Souvenir de la Malmaison
- Classification: Bourbon
- Flower Color: light pink
- Flower Size: 5 inches
- Flower Form: cupped at first, then opening flat, quartered
- Petal Count: 50 plus
- Fragrance: strong, old rose, fruity
- Repeat Bloomer: yes
- Foliage: light green, glossy
- Plant Height: 3-6 feet
- Plant Width: 3-4 feet
- Growth Habit: upright
- Disease Resistant: no
- Hybridizer: Jean Bèluze (France)
- Registered: 1843
- Parentage: ‘Mme. Desprez’ x a tea rose
- ARS* Rating: 8.6 (a very good to excellent rose)
*American Rose Society Rating
Awards:
- 1991 World Old Rose Hall of Fame winner
Notes:
- “When hybridizer Jean Bèluze introduced this pale pink Bourbon in 1844, the empress Josèphine’s rose garden at the Château de Malmaison was indeed only a memory; poachers had stolen or destroyed the imperial plants decades before.
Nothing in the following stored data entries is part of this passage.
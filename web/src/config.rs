use std::net::SocketAddr;
use std::sync::LazyLock;

/// Plain HTTP listen address
pub(crate) static SNIPPETBOX_ADDR: LazyLock<String> = LazyLock::new(|| {
    std::env::var("SNIPPETBOX_ADDR").unwrap_or_else(|_| "0.0.0.0:4000".to_string())
});

/// HTTPS listen address, used only when a certificate and key are configured
pub(crate) static SNIPPETBOX_TLS_ADDR: LazyLock<String> = LazyLock::new(|| {
    std::env::var("SNIPPETBOX_TLS_ADDR").unwrap_or_else(|_| "0.0.0.0:4443".to_string())
});

pub(crate) struct TlsFiles {
    pub(crate) cert: String,
    pub(crate) key: String,
}

/// Certificate and key paths; `None` unless both are set and non-empty.
pub(crate) fn tls_files() -> Option<TlsFiles> {
    tls_files_from(
        std::env::var("TLS_CERT_FILE").ok(),
        std::env::var("TLS_KEY_FILE").ok(),
    )
}

fn tls_files_from(cert: Option<String>, key: Option<String>) -> Option<TlsFiles> {
    match (cert, key) {
        (Some(cert), Some(key)) if !cert.is_empty() && !key.is_empty() => {
            Some(TlsFiles { cert, key })
        }
        _ => None,
    }
}

pub(crate) fn parse_addr(name: &str, value: &str) -> Result<SocketAddr, String> {
    value
        .parse()
        .map_err(|e| format!("Invalid {name} '{value}': {e}"))
}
There’s no truth to the myth that ‘Souvenir de la Malmaison’ originated in a cutting taken from the grounds by a Russian nobleman who once visited the château as Josèphine’s guest.” --- Brenner & Scanniello, (A Rose by Any Name, page 173)
- “Not all the early hybridizing of China roses was intentional. One of the most famous cross breedings took place accidentally on the French Ile de Bourbon (now called Rèunion) in the Indian Ocean, where hedgerows were commonly made up of two rows of roses, one of Chinas (‘Parson’s Pink China’ or ‘Old Blush’) and the other of the European Autumn Damask, the repeating damask, which the French called ‘Rose des Quatre Saisons’. The owner of an estate on the island discovered in one of his hedges a young rosebush that was different from the others, and he transplanted it into his garden. A French botanist noticed it and in 1817 sent its seeds back to France to be cultivated. Known as Bourbon roses, these roses are repeat blooming, but they have larger flowers than the Chinas, whose blooms are relatively small, and they are also more fragrant.” --- Stephan Scanniello & Tania Baard, (Roses of America, page 77).